Ci sono film che fondano il loro successo su una storia ben costruita, ricca di evoluzioni narrative, modulata sull’articolazione degli accadimenti che ne definiscono il ritmo e l’andamento (ne sono un esempio tantissimi prodotti di genere). Poi ci sono film che si disinteressano della storia come giustapposizione di eventi e informazioni, privilegiando una costruzione più libera e una rappresentazione essenzialmente emozionale dei rapporti personaggio/personaggio e/o ambiente/personaggio.

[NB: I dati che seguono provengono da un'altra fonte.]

//! 인메모리 모의 주변기기
//!
//! 실제 무선 스택 없이 세션 상태 머신을 구동하기 위한 [`TransportAdapter`]
//! 구현. 발견/연결/MTU/쓰기 동작을 [`MockBehavior`] 로 조정한다.

use std::sync::atomic::{AtomicUsize, Ordering};
use std::sync::Arc;
use std::time::Duration;

use async_trait::async_trait;
use bytes::Bytes;
use parking_lot::Mutex;
use tokio::runtime::Handle;
use tokio::task::JoinHandle;
use tracing::debug;
use uuid::Uuid;

use super::{
    AdapterEvent, EventSink, GattProfile, PeerHandle, RetryPolicy, ScanFilter, TransportAdapter,
};
use crate::error::WriteError;
use crate::{Error, Result, NOTIFY_CHARACTERISTIC_UUID, SERVICE_UUID, WRITE_CHARACTERISTIC_UUID};

/// 연결 종료 상태 코드 (GATT_CONN_TERMINATED_LOCAL_HOST)
pub const STATUS_CONN_TERMINATED: i32 = 0x16;

/// 연결 실패 기본 상태 코드 (GATT_ERROR)
pub const STATUS_GATT_ERROR: i32 = 0x85;

/// 전송 중 링크가 끊기는 방식
#[derive(Debug, Clone, PartialEq, Eq)]
pub enum LinkDrop {
    Disconnect,
    LinkLoss,
    Error { code: i32 },
}

/// 모의 주변기기 동작 설정
#[derive(Debug, Clone)]
pub struct MockBehavior {
    /// 스캔으로 발견될 장치들 (비어 있으면 아무것도 못 찾음)
    pub peers: Vec<PeerHandle>,

    /// true면 한 번의 배치 결과로 전달
    pub batch_results: bool,

    /// 스캔 시작부터 결과까지 지연
    pub discovery_delay: Duration,

    /// 스캔 실패 이벤트 코드
    pub scan_error: Option<i32>,

    /// start_scan 호출 자체를 거부
    pub reject_scan: bool,

    /// 연결 시도 한 번에 걸리는 시간
    pub connect_delay: Duration,

    /// 앞에서부터 실패할 연결 시도 수
    pub transient_connect_failures: u32,

    /// 재시도 소진 시 상태 코드
    pub connect_error_code: i32,

    /// 주변기기가 제공하는 GATT 서비스
    pub services: Vec<Uuid>,

    /// 주변기기가 제공하는 특성
    pub characteristics: Vec<Uuid>,

    /// 주변기기가 허용하는 최대 MTU
    pub granted_mtu: u16,

    /// MTU 협상 실패
    pub fail_negotiation: bool,

    /// 알림 구독 실패
    pub fail_notifications: bool,

    /// 청크 하나의 ACK 지연
    pub write_latency: Duration,

    /// 지정한 청크 인덱스(0부터)에서 쓰기 실패
    pub write_failure_at: Option<(usize, WriteError)>,

    /// 지정한 수의 청크 ACK 후 링크 끊김
    pub drop_link_after: Option<(usize, LinkDrop)>,

    /// N 청크마다 수신 바이트 수를 알림으로 보냄
    pub notify_every: Option<usize>,
}

impl Default for MockBehavior {
    fn default() -> Self {
        Self {
            peers: vec![PeerHandle::new("00:11:22:33:44:55").with_name("speedtest-server")],
            batch_results: false,
            discovery_delay: Duration::from_millis(200),
            scan_error: None,
            reject_scan: false,
            connect_delay: Duration::from_millis(100),
            transient_connect_failures: 0,
            connect_error_code: STATUS_GATT_ERROR,
            services: vec![SERVICE_UUID],
            characteristics: vec![WRITE_CHARACTERISTIC_UUID, NOTIFY_CHARACTERISTIC_UUID],
            granted_mtu: 247,
            fail_negotiation: false,
            fail_notifications: false,
            write_latency: Duration::from_millis(5),
            write_failure_at: None,
            drop_link_after: None,
            notify_every: None,
        }
    }
}

impl MockBehavior {
    pub fn new() -> Self {
        Self::default()
    }

    /// 아무 장치도 광고하지 않는 환경
    pub fn silent() -> Self {
        Self {
            peers: Vec::new(),
            ..Self::default()
        }
    }

    /// 연결 후 서비스 탐색 결과가 프로필을 만족하는지
    fn supports(&self, profile: &GattProfile) -> bool {
        self.services.contains(&profile.service_uuid)
            && self.characteristics.contains(&profile.write_characteristic)
            && self.characteristics.contains(&profile.notify_characteristic)
    }
}

#[derive(Default)]
struct LinkFlags {
    scanning: bool,
    connected: bool,
    notifications: bool,
    scan_task: Option<JoinHandle<()>>,
    connect_task: Option<JoinHandle<()>>,
}

/// 스폰된 태스크와 공유하는 상태
struct Shared {
    behavior: MockBehavior,
    events: EventSink,
    flags: Mutex<LinkFlags>,
    written: Mutex<Vec<Bytes>>,
    crc: Mutex<crc32fast::Hasher>,
    connect_attempts: AtomicUsize,
}

impl Shared {
    fn emit(&self, event: AdapterEvent) {
        // 세션이 사라졌으면 버림
        let _ = self.events.send(event);
    }
}

/// 모의 전송 계층
pub struct MockTransport {
    shared: Arc<Shared>,
    runtime: Handle,
    scan_starts: AtomicUsize,
    scan_stops: AtomicUsize,
    connect_calls: AtomicUsize,
    disconnects: AtomicUsize,
    requested_mtu: Mutex<Option<u16>>,
}

impl MockTransport {
    /// tokio 런타임 안에서 생성해야 한다
    pub fn new(behavior: MockBehavior, events: EventSink) -> Result<Self> {
        let runtime = Handle::try_current().map_err(|_| Error::NoRuntime)?;

        Ok(Self {
            shared: Arc::new(Shared {
                behavior,
                events,
                flags: Mutex::new(LinkFlags::default()),
                written: Mutex::new(Vec::new()),
                crc: Mutex::new(crc32fast::Hasher::new()),
                connect_attempts: AtomicUsize::new(0),
            }),
            runtime,
            scan_starts: AtomicUsize::new(0),
            scan_stops: AtomicUsize::new(0),
            connect_calls: AtomicUsize::new(0),
            disconnects: AtomicUsize::new(0),
            requested_mtu: Mutex::new(None),
        })
    }

    /// 주변기기가 받은 청크들 (순서대로)
    pub fn written_chunks(&self) -> Vec<Bytes> {
        self.shared.written.lock().clone()
    }

    /// 주변기기가 받은 바이트 수
    pub fn received_bytes(&self) -> usize {
        self.shared.written.lock().iter().map(|c| c.len()).sum()
    }

    /// 받은 바이트 전체의 CRC32
    pub fn received_crc(&self) -> u32 {
        self.shared.crc.lock().clone().finalize()
    }

    pub fn scan_starts(&self) -> usize {
        self.scan_starts.load(Ordering::SeqCst)
    }

    pub fn scan_stops(&self) -> usize {
        self.scan_stops.load(Ordering::SeqCst)
    }

    pub fn connect_calls(&self) -> usize {
        self.connect_calls.load(Ordering::SeqCst)
    }

    /// 재시도 포함 실제 연결 시도 수
    pub fn connect_attempts(&self) -> usize {
        self.shared.connect_attempts.load(Ordering::SeqCst)
    }

    pub fn disconnects(&self) -> usize {
        self.disconnects.load(Ordering::SeqCst)
    }

    pub fn requested_mtu(&self) -> Option<u16> {
        *self.requested_mtu.lock()
    }

    pub fn is_scanning(&self) -> bool {
        self.shared.flags.lock().scanning
    }

    pub fn is_connected(&self) -> bool {
        self.shared.flags.lock().connected
    }
}

#[async_trait]
impl TransportAdapter for MockTransport {
    fn start_scan(&self, filter: &ScanFilter) -> Result<()> {
        self.scan_starts.fetch_add(1, Ordering::SeqCst);

        if self.shared.behavior.reject_scan {
            return Err(Error::ScanFailed { code: STATUS_GATT_ERROR });
        }

        debug!("mock scan started: service={}", filter.service_uuid);

        let shared = self.shared.clone();
        let task = self.runtime.spawn(async move {
            tokio::time::sleep(shared.behavior.discovery_delay).await;

            if !shared.flags.lock().scanning {
                return;
            }

            if let Some(code) = shared.behavior.scan_error {
                shared.flags.lock().scanning = false;
                shared.emit(AdapterEvent::ScanFailed { code });
                return;
            }

            let peers = shared.behavior.peers.clone();
            if peers.is_empty() {
                // 광고하는 장치 없음, 타임아웃까지 계속 스캔
                return;
            }

            if shared.behavior.batch_results {
                shared.emit(AdapterEvent::ScanResult(peers));
            } else {
                for peer in peers {
                    shared.emit(AdapterEvent::ScanResult(vec![peer]));
                }
            }
        });

        let mut flags = self.shared.flags.lock();
        flags.scanning = true;
        if let Some(old) = flags.scan_task.replace(task) {
            old.abort();
        }
        Ok(())
    }

    fn stop_scan(&self) {
        self.scan_stops.fetch_add(1, Ordering::SeqCst);

        let mut flags = self.shared.flags.lock();
        flags.scanning = false;
        if let Some(task) = flags.scan_task.take() {
            task.abort();
        }
    }

    fn connect(&self, peer: &PeerHandle, profile: &GattProfile, retry: RetryPolicy) {
        self.connect_calls.fetch_add(1, Ordering::SeqCst);

        let shared = self.shared.clone();
        let peer = peer.clone();
        let profile = profile.clone();
        let task = self.runtime.spawn(async move {
            let behavior = &shared.behavior;

            for attempt in 0..=retry.max_retries {
                tokio::time::sleep(behavior.connect_delay).await;
                shared.connect_attempts.fetch_add(1, Ordering::SeqCst);

                if attempt < behavior.transient_connect_failures {
                    debug!("mock connect attempt {} to {} failed", attempt + 1, peer);
                    if attempt == retry.max_retries {
                        shared.emit(AdapterEvent::ConnectFailed {
                            code: behavior.connect_error_code,
                        });
                        return;
                    }
                    tokio::time::sleep(retry.delay).await;
                    continue;
                }

                if !behavior.supports(&profile) {
                    debug!("mock peer {} lacks {:?}", peer, profile);
                    shared.emit(AdapterEvent::DeviceNotSupported);
                    return;
                }

                shared.flags.lock().connected = true;
                shared.emit(AdapterEvent::DeviceReady(peer));
                return;
            }
        });

        if let Some(old) = self.shared.flags.lock().connect_task.replace(task) {
            old.abort();
        }
    }

    async fn disconnect(&self) {
        self.disconnects.fetch_add(1, Ordering::SeqCst);

        let was_connected = {
            let mut flags = self.shared.flags.lock();
            if let Some(task) = flags.connect_task.take() {
                task.abort();
            }
            flags.notifications = false;
            std::mem::replace(&mut flags.connected, false)
        };

        // 해제 절차는 비동기로 완료됨
        tokio::task::yield_now().await;

        if was_connected {
            self.shared.emit(AdapterEvent::DeviceDisconnected);
        }
    }

    async fn negotiate_mtu(&self, requested: u16) -> Result<u16> {
        *self.requested_mtu.lock() = Some(requested);

        if !self.is_connected() {
            return Err(Error::NotConnected);
        }
        if self.shared.behavior.fail_negotiation {
            return Err(Error::NegotiationFailed { requested });
        }

        tokio::task::yield_now().await;
        Ok(requested.min(self.shared.behavior.granted_mtu))
    }

    async fn enable_notifications(&self) -> Result<()> {
        let mut flags = self.shared.flags.lock();
        if !flags.connected {
            return Err(Error::NotConnected);
        }
        if self.shared.behavior.fail_notifications {
            return Err(Error::NotificationsUnavailable);
        }
        flags.notifications = true;
        Ok(())
    }

    async fn write(&self, chunk: Bytes) -> std::result::Result<(), WriteError> {
        let behavior = &self.shared.behavior;
        // 최소 1ms: 끊김 이벤트가 실패한 쓰기보다 먼저 처리되도록
        let latency = behavior.write_latency.max(Duration::from_millis(1));

        if !self.is_connected() {
            tokio::time::sleep(latency).await;
            return Err(WriteError::Failed {
                status: STATUS_CONN_TERMINATED,
            });
        }

        let index = self.shared.written.lock().len();
        tokio::time::sleep(latency).await;

        if let Some((at, error)) = &behavior.write_failure_at {
            if *at == index {
                return Err(error.clone());
            }
        }

        self.shared.crc.lock().update(&chunk);
        let acked = {
            let mut written = self.shared.written.lock();
            written.push(chunk);
            written.len()
        };

        if let Some(every) = behavior.notify_every {
            let notifications = self.shared.flags.lock().notifications;
            if every > 0 && acked % every == 0 && notifications {
                let received = self.received_bytes() as u32;
                self.shared
                    .emit(AdapterEvent::Notification(Bytes::copy_from_slice(&received.to_le_bytes())));
            }
        }

        if let Some((after, kind)) = &behavior.drop_link_after {
            if *after == acked {
                {
                    let mut flags = self.shared.flags.lock();
                    flags.connected = false;
                    flags.notifications = false;
                }
                let event = match kind {
                    LinkDrop::Disconnect => AdapterEvent::DeviceDisconnected,
                    LinkDrop::LinkLoss => AdapterEvent::LinkLoss,
                    LinkDrop::Error { code } => AdapterEvent::Error {
                        code: *code,
                        message: "mock link error".into(),
                    },
                };
                self.shared.emit(event);
            }
        }

        Ok(())
    }
}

I film che ricadono in questa ultima classificazione, e che appaiono contraddistinti da un moderato intento intrattenitivo, posseggono una spiccata verve evocativa e una capacità di accarezzare i sentimenti più intimi dello spettatore. In genere, il dramma e la commedia costituiscono quelle categorie sommarie e trasversali in grado di adattarsi all’una o all’altra modalità rappresentativa, spesso legandosi o emancipandosi dai generi più codificati. Tra i diversi autori che si sono distinti per l’impegno su entrambi i fronti, dedicandosi al dramma e alla commedia sia nella loro foggia espressiva e rigorosa, sia nella loro disposizione impressiva e svincolata, Woody Allen resta senz’altro il più emblematico. Se Match Point (2005) e Scoop (2006) – che impiegavano modalità narrative diverse e sfruttavano atmosfere antitetiche – rappresentano esempi, pur personalizzati, di prodotti di genere; Midnight in Paris (2011) e Blue Jasmine (2013) – per pescare nello stesso lasso temporale – appaiono invece scompaginati e destrutturati, fluttuanti, fondamentalmente plasmati sugli stati d’animo. Magic in the Moonlight (2014), ad esempio, si attesta come sintesi eccezionale in perfetto equilibrio tra le due modalità ivi descritte.

Più recentemente, colui che meglio ha raccolto l’insegnamento e messo a frutto le strategie compositive alleniane è senza dubbio Noah Baumbach, regista raffinato e abilissimo nella stesura di sceneggiature preziose – dai dialoghi brillanti ma assolutamente autentici – e nell’esercizio e commistione dei generi. Inizialmente interessato alla commedia più o meno amara, Baumbach sembra aver man mano intrapreso un percorso personale in direzione del dramma, un dramma alleggerito da un cinismo arrendevole e pacato, capace di smussare anche gli accadimenti più tragici, ma segnato da un senso di greve ineluttabilità. Con The Meyerowitz Stories (2017) prima e Storia di un Matrimonio (Marriage Story, 2019) ora (su Netflix) il regista newyorkese sembra essere passato dal realismo poetico degli esordi, fortemente ispirato alla Nouvelle Vague, a un esistenzialismo di stampo bergmaniano.

Storia di un Matrimonio – che nella sua composizione episodica e frammentata ricorda proprio Scene da un Matrimonio (Ingmar Bergman, 1973) – racconta la dolorosa separazione tra Charlie (Adam Driver) e Nicole Barber (Scarlett Johansson), una giovane coppia di artisti (lui regista, lei attrice) domiciliati a New York. Tra frustrazioni lavorative e un figlio da crescere (possibilmente senza traumi), Charlie e Nicole provano ad allontanarsi civilmente e silenziosamente, ma scopriranno che il fragore del crollo è il prezzo da pagare per tornare a essere responsabili solo per sé stessi, per i propri successi e fallimenti. Come nel film di Bergman la storia è contraddistinta da una sequela di alti e bassi, di accettazione e rifiuto, di quiete e tempesta, il tutto orchestrato attraverso una messa in scena minimale, fatta di pochi e dosati movimenti di macchina, di lunghe e statiche sequenze di dialogo, di spietati primi piani.

Le due descrizioni iniziali in voice over, in cui i due coniugi si descrivono reciprocamente, sembrano introdurre due ipotetici e meta-cinematografici what if, una sorta di “cosa sarebbe successo se” Scarlett Johansson non si fosse stabilita a Los Angeles divenendo l’attrice famosa che conosciamo, e Adam Driver fosse rimasto a Broadway a occuparsi della compagnia teatrale di gioventù, richiami biografici che funzionano sia come movente simbolico, sia come premessa narrativa, tenendo perfettamente in equilibrio storia e discorso, che analizzano la forza della coppia tra spazio pubblico e privato, recita sociale e autentica intimità. Da non perdere.